When I engineer a session, I bring not only my audio engineering skills but also my skills as a multi-instrumental musician, arranger and producer. I can guide and control the recording session and communicate with musicians in their language. This results in a greater amount of quality recording before people start to fatigue. With less time taken, the final cost can easily end up being less than the “cheaper” studio.

A recording session with 1) my guidance and 2) everyone being fresh will not only result in 1) a more productive session, but 2) you’ll likely get a better end product.

Do you have a drum booth? What are the acoustics of your rooms?

Studio 2 is where I record drums. It has a nice amount of live reflection with a timber floor and a degree of adjustability with the use of mats and moveable absorbers. Sometimes I’ll choose to open Studio 2 onto a short adjacent hallway with mics at the end of the hall – this adds a lovely natural room reverb and is great if I’m after a big rock sound. Drummers frequently compliment me on the drum sound.

Studio 1 is more of a dead room (less reflection). I specifically wanted this as it’s much easier to add reverb than take it away. The different acoustics of the two rooms gives me all the flexibility I need to record everything from vocals, to drums, to strings, to brass and… even harp!

My band are used to performing together and don’t want to put down our parts one at a time. Is your studio big enough for us to record together?

Unless you’re an unusually large band, this is no problem. My studio has 2 separate rooms which are acoustically treated and sound proofed, with large windows to the control room and a video link between the studios. The largest band I’ve recorded at the same time whilst achieving good acoustic isolation between instruments was an 8 piece funk band. Really it all depends on the line up, so best to call me and we can chat about your specific needs.

Some people say that analogue (reel-to-reel) is better than digital. What do you use?

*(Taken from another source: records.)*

//! Request Error Handler
//!
//! Executes built requests against the transport, intercepting every
//! completed exchange:
//!
//! - 5xx with retry budget left: wait `retry_interval`, resend the identical
//!   request.
//! - 400/401 with a PKeyAuth `WWW-Authenticate` header: perform the device
//!   auth handshake, attach the resulting `Authorization` header, resend
//!   exactly once.
//! - 400/401 otherwise: hand the response to typed API-error decoding.
//! - any other status: surface a generic HTTP error.
//!
//! Only one retry direction fires per response. Retry state is a counter
//! local to the executing task; nothing is shared across requests.

use std::collections::HashMap;
use std::sync::Arc;
use std::time::Duration;

use serde::de::DeserializeOwned;

use crate::error::{HttpError, NativeAuthError};
use crate::network::device_auth::{is_pkey_auth_challenge, DeviceAuthHandler};
use crate::network::transport::{HttpRequest, HttpResponse, HttpTransport};
use crate::network::{decode_response, ApiFailure, ApiRequest, ApiResult, CORRELATION_ID_HEADER};

/// Executes [`ApiRequest`]s with retry and device-auth handling.
#[derive(Clone)]
pub struct ApiClient {
    transport: Arc<dyn HttpTransport>,
    device_auth: Arc<dyn DeviceAuthHandler>,
    retry_count: u32,
    retry_interval: Duration,
}

impl ApiClient {
    pub fn new(
        transport: Arc<dyn HttpTransport>,
        device_auth: Arc<dyn DeviceAuthHandler>,
        retry_count: u32,
        retry_interval: Duration,
    ) -> Self {
        Self {
            transport,
            device_auth,
            retry_count,
            retry_interval,
        }
    }

    /// Execute a request and decode the outcome for the endpoint's validator.
    pub async fn execute<S: DeserializeOwned>(&self, request: &ApiRequest) -> ApiResult<S> {
        match self.perform(request).await {
            Ok(response) => decode_response(response),
            Err(error) => Err(ApiFailure::Transport(error)),
        }
    }

    /// Perform a request, applying the retry/device-auth transition table.
    /// Returns responses with 2xx/400/401 status; everything else is an error.
    pub async fn perform(&self, request: &ApiRequest) -> Result<HttpResponse, NativeAuthError> {
        let mut http_request = self.to_http_request(request);
        let mut retries_left = self.retry_count;
        let mut device_auth_done = false;

        loop {
            let response = self.transport.post(http_request.clone()).await?;

            if (500..600).contains(&response.status) {
                if retries_left > 0 {
                    retries_left -= 1;
                    tracing::debug!(
                        status = response.status,
                        retries_left,
                        "retrying request after server error"
                    );
                    tokio::time::sleep(self.retry_interval).await;
                    continue;
                }
                return Err(HttpError {
                    status: response.status,
                    headers: response.headers,
                    server_unavailable: true,
                }
                .into());
            }

            if response.status == 400 || response.status == 401 {
                let challenge = response
                    .header("www-authenticate")
                    .filter(|v| is_pkey_auth_challenge(v))
                    .map(str::to_string);

                if let Some(challenge) = challenge {
                    if !device_auth_done {
                        device_auth_done = true;
                        tracing::debug!("answering device auth challenge");
                        let auth_header =
                            self.device_auth.respond(&challenge, &request.url).await?;
                        http_request
                            .headers
                            .insert("authorization".to_string(), auth_header);
                        continue;
                    }
                }
                return Ok(response);
            }

            if (200..300).contains(&response.status) {
                return Ok(response);
            }

            return Err(HttpError {
                status: response.status,
                headers: response.headers,
                server_unavailable: false,
            }
            .into());
        }
    }

    fn to_http_request(&self, request: &ApiRequest) -> HttpRequest {
        let mut headers = HashMap::new();
        headers.insert("content-type".to_string(), request.content_type.to_string());
        headers.insert("accept".to_string(), "application/json".to_string());
        headers.insert(
            CORRELATION_ID_HEADER.to_string(),
            request.correlation_id.clone(),
        );

        HttpRequest {
            url: request.url.clone(),
            headers,
            body: request.body.clone(),
        }
    }
}

#[cfg(test)]
mod tests {
    use super::*;
    use crate::network::device_auth::MockDeviceAuthHandler;
    use crate::network::transport::MockHttpTransport;

    fn api_request() -> ApiRequest {
        ApiRequest {
            url: "https://contoso.ciamlogin.com/contoso/signup/v1.0/start".to_string(),
            content_type: "application/json",
            body: r#"{"client_id":"c"}"#.to_string(),
            correlation_id: "corr-1".to_string(),
        }
    }

    fn client(
        transport: Arc<MockHttpTransport>,
        device_auth: Arc<MockDeviceAuthHandler>,
        retry_count: u32,
    ) -> ApiClient {
        ApiClient::new(transport, device_auth, retry_count, Duration::from_millis(1))
    }

    #[tokio::test]
    async fn test_success_passthrough() {
        let transport = Arc::new(MockHttpTransport::new());
        transport.queue_json(200, serde_json::json!({"continuation_token": "ct"}));

        let client = client(transport.clone(), Arc::new(MockDeviceAuthHandler::new()), 2);
        let response = client.perform(&api_request()).await.unwrap();
        assert_eq!(response.status, 200);
        assert_eq!(transport.requests().len(), 1);

        // Correlation id header attached.
        let sent = transport.last_request().unwrap();
        assert_eq!(
            sent.headers.get(CORRELATION_ID_HEADER).map(String::as_str),
            Some("corr-1")
        );
    }

    #[tokio::test]
    async fn test_retries_5xx_until_budget_exhausted() {
        let transport = Arc::new(MockHttpTransport::new());
        transport.queue_json(503, serde_json::json!({}));
        transport.queue_json(503, serde_json::json!({}));
        transport.queue_json(503, serde_json::json!({}));

        let client = client(transport.clone(), Arc::new(MockDeviceAuthHandler::new()), 2);
        let result = client.perform(&api_request()).await;

        // Initial attempt plus exactly two resends.
        assert_eq!(transport.requests().len(), 3);
        match result {
            Err(NativeAuthError::Http(e)) => {
                assert_eq!(e.status, 503);
                assert!(e.server_unavailable);
            }
            other => panic!("expected http error, got {other:?}"),
        }
    }

    #[tokio::test]
    async fn test_zero_budget_surfaces_immediately() {
        let transport = Arc::new(MockHttpTransport::new());
        transport.queue_json(503, serde_json::json!({}));

        let client = client(transport.clone(), Arc::new(MockDeviceAuthHandler::new()), 0);
        let result = client.perform(&api_request()).await;

        assert_eq!(transport.requests().len(), 1);
        assert!(matches!(result, Err(NativeAuthError::Http(_))));
    }

    #[tokio::test]
    async fn test_5xx_then_success() {
        let transport = Arc::new(MockHttpTransport::new());
        transport.queue_json(500, serde_json::json!({}));
        transport.queue_json(200, serde_json::json!({"continuation_token": "ct"}));

        let client = client(transport.clone(), Arc::new(MockDeviceAuthHandler::new()), 1);
        let response = client.perform(&api_request()).await.unwrap();
        assert_eq!(response.status, 200);
        assert_eq!(transport.requests().len(), 2);
    }

    #[tokio::test]
    async fn test_pkey_auth_challenge_resends_once() {
        let transport = Arc::new(MockHttpTransport::new());
        transport.queue_response(HttpResponse {
            status: 401,
            headers: [(
                "www-authenticate".to_string(),
                "PKeyAuth Context=\"ctx\", Version=\"1.0\"".to_string(),
            )]
            .into_iter()
            .collect(),
            body: String::new(),
        });
        transport.queue_json(200, serde_json::json!({"continuation_token": "ct"}));

        let device_auth = Arc::new(MockDeviceAuthHandler::new());
        // Budget 0: the device-auth resend is independent of the retry budget.
        let client = client(transport.clone(), device_auth.clone(), 0);
        let response = client.perform(&api_request()).await.unwrap();

        assert_eq!(response.status, 200);
        assert_eq!(transport.requests().len(), 2);
        assert_eq!(device_auth.challenges().len(), 1);

        let resend = transport.last_request().unwrap();
        assert!(resend
            .headers
            .get("authorization")
            .unwrap()
            .contains("PKeyAuth"));
    }

    #[tokio::test]
    async fn test_second_pkey_auth_challenge_not_answered() {
        let challenge_response = HttpResponse {
            status: 401,
            headers: [(
                "www-authenticate".to_string(),
                "PKeyAuth Context=\"ctx\", Version=\"1.0\"".to_string(),
            )]
            .into_iter()
            .collect(),
            body: r#"{"error":"invalid_client"}"#.to_string(),
        };
        let transport = Arc::new(MockHttpTransport::new());
        transport.queue_response(challenge_response.clone());
        transport.queue_response(challenge_response);

        let client = client(transport.clone(), Arc::new(MockDeviceAuthHandler::new()), 2);
        let response = client.perform(&api_request()).await.unwrap();

        // Second challenge is returned as-is for API error decoding.
        assert_eq!(response.status, 401);
        assert_eq!(transport.requests().len(), 2);
    }

    #[tokio::test]
    async fn test_plain_400_returned_for_decoding() {
        let transport = Arc::new(MockHttpTransport::new());
        transport.queue_json(400, serde_json::json!({"error": "user_already_exists"}));

        let client = client(transport.clone(), Arc::new(MockDeviceAuthHandler::new()), 2);
        let response = client.perform(&api_request()).await.unwrap();
        assert_eq!(response.status, 400);
        assert_eq!(transport.requests().len(), 1);
    }

    #[tokio::test]
    async fn test_unexpected_status_is_http_error() {
        let transport = Arc::new(MockHttpTransport::new());
        transport.queue_json(404, serde_json::json!({}));

        let client = client(transport.clone(), Arc::new(MockDeviceAuthHandler::new()), 2);
        let result = client.perform(&api_request()).await;
        match result {
            Err(NativeAuthError::Http(e)) => {
                assert_eq!(e.status, 404);
                assert!(!e.server_unavailable);
            }
            other => panic!("expected http error, got {other:?}"),
        }
    }
}
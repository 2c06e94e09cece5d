//! Sign-In Delegates

use async_trait::async_trait;
use uuid::Uuid;

use crate::controllers::{
    SignInAfterPreviousFlowResult, SignInResendCodeResult, SignInStartResult,
    SignInSubmitCodeResult, SignInSubmitPasswordResult,
};
use crate::delegates::Dispatch;
use crate::error::public::messages;
use crate::error::{
    PasswordRequiredError, ResendCodeError, SignInAfterPreviousFlowError, SignInStartError,
    VerifyCodeError,
};
use crate::states::{MfaRequiredState, SignInCodeRequiredState, SignInPasswordRequiredState};
use crate::telemetry::EventHandle;
use crate::types::responses::ChannelType;
use crate::types::UserAccountResult;

/// Delegate for the start of a sign-in flow.
#[async_trait]
pub trait SignInStartDelegate: Send + Sync {
    /// Mandatory error callback.
    async fn on_sign_in_start_error(&self, error: SignInStartError);

    async fn on_sign_in_code_required(
        &self,
        state: SignInCodeRequiredState,
        sent_to: String,
        channel: ChannelType,
        code_length: usize,
    ) -> Dispatch {
        let _ = (state, sent_to, channel, code_length);
        Dispatch::Declined
    }

    async fn on_sign_in_password_required(&self, state: SignInPasswordRequiredState) -> Dispatch {
        let _ = state;
        Dispatch::Declined
    }

    async fn on_sign_in_completed(&self, account: UserAccountResult) -> Dispatch {
        let _ = account;
        Dispatch::Declined
    }

    async fn on_sign_in_awaiting_mfa(&self, state: MfaRequiredState) -> Dispatch {
        let _ = state;
        Dispatch::Declined
    }
}

pub(crate) async fn dispatch_start<D: SignInStartDelegate + ?Sized>(
    result: SignInStartResult,
    event: EventHandle,
    delegate: &D,
    correlation_id: Uuid,
) {
    let declined = |method: &'static str| {
        SignInStartError::general_with_message(messages::not_implemented(method), correlation_id)
    };
    match result {
        SignInStartResult::CodeRequired {
            state,
            sent_to,
            channel,
            code_length,
        } => {
            match delegate
                .on_sign_in_code_required(state, sent_to, channel, code_length)
                .await
            {
                Dispatch::Handled => event.success(),
                Dispatch::Declined => {
                    let method = "on_sign_in_code_required";
                    event.failure(method);
                    delegate.on_sign_in_start_error(declined(method)).await;
                }
            }
        }
        SignInStartResult::PasswordRequired { state } => {
            match delegate.on_sign_in_password_required(state).await {
                Dispatch::Handled => event.success(),
                Dispatch::Declined => {
                    let method = "on_sign_in_password_required";
                    event.failure(method);
                    delegate.on_sign_in_start_error(declined(method)).await;
                }
            }
        }
        SignInStartResult::Completed { account } => {
            match delegate.on_sign_in_completed(account).await {
                Dispatch::Handled => event.success(),
                Dispatch::Declined => {
                    let method = "on_sign_in_completed";
                    event.failure(method);
                    delegate.on_sign_in_start_error(declined(method)).await;
                }
            }
        }
        SignInStartResult::AwaitingMfa { state } => {
            match delegate.on_sign_in_awaiting_mfa(state).await {
                Dispatch::Handled => event.success(),
                Dispatch::Declined => {
                    let method = "on_sign_in_awaiting_mfa";
                    event.failure(method);
                    delegate.on_sign_in_start_error(declined(method)).await;
                }
            }
        }
        SignInStartResult::Error { error } => {
            event.failure(format!("{:?}", error.kind()));
            delegate.on_sign_in_start_error(error).await;
        }
    }
}

/// Delegate for submitting the sign-in one-time code.
#[async_trait]
pub trait SignInVerifyCodeDelegate: Send + Sync {
    /// Mandatory error callback. A retryable state accompanies invalid-code
    /// errors.
    async fn on_sign_in_verify_code_error(
        &self,
        error: VerifyCodeError,
        state: Option<SignInCodeRequiredState>,
    );

    async fn on_sign_in_completed(&self, account: UserAccountResult) -> Dispatch {
        let _ = account;
        Dispatch::Declined
    }
}

pub(crate) async fn dispatch_submit_code<D: SignInVerifyCodeDelegate + ?Sized>(
    result: SignInSubmitCodeResult,
    event: EventHandle,
    delegate: &D,
    correlation_id: Uuid,
) {
    match result {
        SignInSubmitCodeResult::Completed { account } => {
            match delegate.on_sign_in_completed(account).await {
                Dispatch::Handled => event.success(),
                Dispatch::Declined => {
                    let method = "on_sign_in_completed";
                    event.failure(method);
                    delegate
                        .on_sign_in_verify_code_error(
                            VerifyCodeError::general_with_message(
                                messages::not_implemented(method),
                                correlation_id,
                            ),
                            None,
                        )
                        .await;
                }
            }
        }
        SignInSubmitCodeResult::InvalidCode { error, state } => {
            event.failure(format!("{:?}", error.kind()));
            delegate
                .on_sign_in_verify_code_error(error, Some(state))
                .await;
        }
        SignInSubmitCodeResult::Error { error } => {
            event.failure(format!("{:?}", error.kind()));
            delegate.on_sign_in_verify_code_error(error, None).await;
        }
    }
}

/// Delegate for submitting the sign-in password.
#[async_trait]
pub trait SignInPasswordRequiredDelegate: Send + Sync {
    /// Mandatory error callback. A retryable state accompanies
    /// invalid-password errors.
    async fn on_sign_in_password_required_error(
        &self,
        error: PasswordRequiredError,
        state: Option<SignInPasswordRequiredState>,
    );

    async fn on_sign_in_completed(&self, account: UserAccountResult) -> Dispatch {
        let _ = account;
        Dispatch::Declined
    }

    async fn on_sign_in_awaiting_mfa(&self, state: MfaRequiredState) -> Dispatch {
        let _ = state;
        Dispatch::Declined
    }
}

pub(crate) async fn dispatch_submit_password<D: SignInPasswordRequiredDelegate + ?Sized>(
    result: SignInSubmitPasswordResult,
    event: EventHandle,
    delegate: &D,
    correlation_id: Uuid,
) {
    match result {
        SignInSubmitPasswordResult::Completed { account } => {
            match delegate.on_sign_in_completed(account).await {
                Dispatch::Handled => event.success(),
                Dispatch::Declined => {
                    let method = "on_sign_in_completed";
                    event.failure(method);
                    delegate
                        .on_sign_in_password_required_error(
                            PasswordRequiredError::general_with_message(
                                messages::not_implemented(method),
                                correlation_id,
                            ),
                            None,
                        )
                        .await;
                }
            }
        }
        SignInSubmitPasswordResult::AwaitingMfa { state } => {
            match delegate.on_sign_in_awaiting_mfa(state).await {
                Dispatch::Handled => event.success(),
                Dispatch::Declined => {
                    let method = "on_sign_in_awaiting_mfa";
                    event.failure(method);
                    delegate
                        .on_sign_in_password_required_error(
                            PasswordRequiredError::general_with_message(
                                messages::not_implemented(method),
                                correlation_id,
                            ),
                            None,
                        )
                        .await;
                }
            }
        }
        SignInSubmitPasswordResult::InvalidPassword { error, state } => {
            event.failure(format!("{:?}", error.kind()));
            delegate
                .on_sign_in_password_required_error(error, Some(state))
                .await;
        }
        SignInSubmitPasswordResult::Error { error } => {
            event.failure(format!("{:?}", error.kind()));
            delegate
                .on_sign_in_password_required_error(error, None)
                .await;
        }
    }
}

/// Delegate for resending the sign-in code.
#[async_trait]
pub trait SignInResendCodeDelegate: Send + Sync {
    /// Mandatory error callback.
    async fn on_sign_in_resend_code_error(&self, error: ResendCodeError);

    async fn on_sign_in_resend_code_required(
        &self,
        state: SignInCodeRequiredState,
        sent_to: String,
        channel: ChannelType,
        code_length: usize,
    ) -> Dispatch {
        let _ = (state, sent_to, channel, code_length);
        Dispatch::Declined
    }
}

pub(crate) async fn dispatch_resend_code<D: SignInResendCodeDelegate + ?Sized>(
    result: SignInResendCodeResult,
    event: EventHandle,
    delegate: &D,
    correlation_id: Uuid,
) {
    match result {
        SignInResendCodeResult::CodeRequired {
            state,
            sent_to,
            channel,
            code_length,
        } => {
            match delegate
                .on_sign_in_resend_code_required(state, sent_to, channel, code_length)
                .await
            {
                Dispatch::Handled => event.success(),
                Dispatch::Declined => {
                    let method = "on_sign_in_resend_code_required";
                    event.failure(method);
                    delegate
                        .on_sign_in_resend_code_error(ResendCodeError::general_with_message(
                            messages::not_implemented(method),
                            correlation_id,
                        ))
                        .await;
                }
            }
        }
        SignInResendCodeResult::Error { error } => {
            event.failure(format!("{:?}", error.kind()));
            delegate.on_sign_in_resend_code_error(error).await;
        }
    }
}

/// Delegate for the sign-in handoff after sign-up or password reset.
#[async_trait]
pub trait SignInAfterPreviousFlowDelegate: Send + Sync {
    /// Mandatory error callback.
    async fn on_sign_in_after_previous_flow_error(&self, error: SignInAfterPreviousFlowError);

    async fn on_sign_in_completed(&self, account: UserAccountResult) -> Dispatch {
        let _ = account;
        Dispatch::Declined
    }
}

pub(crate) async fn dispatch_sign_in_after_previous_flow<
    D: SignInAfterPreviousFlowDelegate + ?Sized,
>(
    result: SignInAfterPreviousFlowResult,
    event: EventHandle,
    delegate: &D,
    correlation_id: Uuid,
) {
    match result {
        SignInAfterPreviousFlowResult::Completed { account } => {
            match delegate.on_sign_in_completed(account).await {
                Dispatch::Handled => event.success(),
                Dispatch::Declined => {
                    let method = "on_sign_in_completed";
                    event.failure(method);
                    delegate
                        .on_sign_in_after_previous_flow_error(
                            SignInAfterPreviousFlowError::general_with_message(
                                messages::not_implemented(method),
                                correlation_id,
                            ),
                        )
                        .await;
                }
            }
        }
        SignInAfterPreviousFlowResult::Error { error } => {
            event.failure(format!("{:?}", error.kind()));
            delegate.on_sign_in_after_previous_flow_error(error).await;
        }
    }
}
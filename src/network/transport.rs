//! HTTP Transport
//!
//! HTTP client interface and implementations for native auth requests.
//! Every native auth endpoint is POST, so the surface is a single `post`.

use async_trait::async_trait;
use std::collections::{HashMap, VecDeque};
use std::time::Duration;

use crate::error::{NativeAuthError, NetworkError};

/// Outbound HTTP request definition.
#[derive(Clone, Debug)]
pub struct HttpRequest {
    /// Request URL.
    pub url: String,
    /// Request headers.
    pub headers: HashMap<String, String>,
    /// Request body.
    pub body: String,
}

/// HTTP response definition.
#[derive(Clone, Debug)]
pub struct HttpResponse {
    /// HTTP status code.
    pub status: u16,
    /// Response headers, lowercase keys.
    pub headers: HashMap<String, String>,
    /// Response body.
    pub body: String,
}

impl HttpResponse {
    /// Get a header value by (case-insensitive) name.
    pub fn header(&self, name: &str) -> Option<&str> {
        self.headers.get(&name.to_lowercase()).map(String::as_str)
    }
}

/// HTTP transport interface (for dependency injection).
#[async_trait]
pub trait HttpTransport: Send + Sync {
    /// Send an HTTP POST request.
    async fn post(&self, request: HttpRequest) -> Result<HttpResponse, NativeAuthError>;
}

/// Default reqwest-based HTTP transport.
pub struct ReqwestHttpTransport {
    client: reqwest::Client,
    timeout: Duration,
}

impl ReqwestHttpTransport {
    /// Create new transport with a 30s timeout.
    pub fn new() -> Result<Self, NativeAuthError> {
        Self::with_timeout(Duration::from_secs(30))
    }

    /// Create transport with a custom timeout.
    pub fn with_timeout(timeout: Duration) -> Result<Self, NativeAuthError> {
        let client = reqwest::Client::builder()
            .timeout(timeout)
            // Redirect challenge types are conveyed in bodies, never follow 3xx.
            .redirect(reqwest::redirect::Policy::none())
            .build()
            .map_err(|e| {
                NativeAuthError::Network(NetworkError::ConnectionFailed {
                    message: e.to_string(),
                })
            })?;

        Ok(Self { client, timeout })
    }
}

#[async_trait]
impl HttpTransport for ReqwestHttpTransport {
    async fn post(&self, request: HttpRequest) -> Result<HttpResponse, NativeAuthError> {
        let mut builder = self.client.post(&request.url).body(request.body);
        for (key, value) in &request.headers {
            builder = builder.header(key, value);
        }

        let response = builder.send().await.map_err(|e| {
            if e.is_timeout() {
                NativeAuthError::Network(NetworkError::Timeout {
                    timeout: self.timeout,
                })
            } else {
                NativeAuthError::Network(NetworkError::ConnectionFailed {
                    message: e.to_string(),
                })
            }
        })?;

        let status = response.status().as_u16();

        let mut headers = HashMap::new();
        for (key, value) in response.headers() {
            if let Ok(v) = value.to_str() {
                headers.insert(key.to_string().to_lowercase(), v.to_string());
            }
        }

        let body = response.text().await.map_err(|e| {
            NativeAuthError::Network(NetworkError::ConnectionFailed {
                message: e.to_string(),
            })
        })?;

        Ok(HttpResponse {
            status,
            headers,
            body,
        })
    }
}

/// Mock HTTP transport for testing. Responses are served in FIFO order.
#[derive(Default)]
pub struct MockHttpTransport {
    responses: std::sync::Mutex<VecDeque<HttpResponse>>,
    request_history: std::sync::Mutex<Vec<HttpRequest>>,
}

impl MockHttpTransport {
    /// Create new mock transport.
    pub fn new() -> Self {
        Self::default()
    }

    /// Queue a response to return.
    pub fn queue_response(&self, response: HttpResponse) -> &Self {
        self.responses.lock().unwrap().push_back(response);
        self
    }

    /// Queue a JSON response.
    pub fn queue_json(&self, status: u16, body: serde_json::Value) -> &Self {
        self.queue_response(HttpResponse {
            status,
            headers: [("content-type".to_string(), "application/json".to_string())]
                .into_iter()
                .collect(),
            body: body.to_string(),
        })
    }

    /// Get request history.
    pub fn requests(&self) -> Vec<HttpRequest> {
        self.request_history.lock().unwrap().clone()
    }

    /// Get last request.
    pub fn last_request(&self) -> Option<HttpRequest> {
        self.request_history.lock().unwrap().last().cloned()
    }
}

#[async_trait]
impl HttpTransport for MockHttpTransport {
    async fn post(&self, request: HttpRequest) -> Result<HttpResponse, NativeAuthError> {
        self.request_history.lock().unwrap().push(request);

        self.responses.lock().unwrap().pop_front().ok_or_else(|| {
            NativeAuthError::Network(NetworkError::ConnectionFailed {
                message: "No mock response available".to_string(),
            })
        })
    }
}
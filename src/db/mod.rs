//! Database access layer.
//!
//! This module contains the connection handle, the transactional executors,
//! the cursor and the row scanner, together with the per-engine plumbing
//! they run on.

pub mod backend;
pub mod cursor;
pub mod macros;
pub(crate) mod params;
pub mod pool;
pub mod scanner;
pub mod transaction;
pub mod types;

pub use backend::{Backend, RowStream};
pub use cursor::Cursor;
pub use pool::{Conn, DbConn};
pub use scanner::Scanner;
pub use transaction::Tx;
pub use types::{TypeCategory, categorize_type};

When I first started recording, reel-to-reel multi-track recording was the only option. I’ve worked in studios with 2-inch 24-track Studers, sometimes synched to get 48 tracks – these were massive complicated rigs and hugely expensive. My earlier studios had various reel to reel and later hybrid systems which incorporated SMPTE sync tracks running midi sequencers. I’ve still got my tape splicing blocks and razor blades! Over time the hybrid systems changed to full digital recording. Today I use Logic Pro X with a Motu 24I/O, which enables me to record up to 24 mic or line inputs simultaneously, reminiscent of the old 24-track studio days.

So having spent many years working with both analogue and digital recording systems I can say that there is a lot of mythology regarding analogue. Both sound great and if your tape machine is properly maintained and setup I challenge anyone to be able to distinguish one from the other. Tape has many practical and cost disadvantages, with no benefits over digital that I have found. However, it’s possible to get a certain ‘sound’ out of tape if you know what you’re doing and know how to get it, but it’s a subtle thing to hear. Today’s digital systems are mind blowing by comparison with editing and recording features that were unimaginable back in the reel-to-reel days. They save time, money and enable unlimited creativity.

My multi-track recording system is proudly digital, however there are opportunities to introduce the warmth of analogue and valves into the recording path as desired. I still use my 32 channel analogue British Allen & Heath desk for tracking (recording) as I love its preamps. And of course various valve pre-amps and mics all add their own distinctive levels of analogue goodness.

We are only available to record after work and weekends. What are your hours?

I’m available both evenings and weekends. My studio is in a residential area and whilst it is well insulated I still like to be mindful of my neighbours so I avoid recording loud instruments beyond 8pm.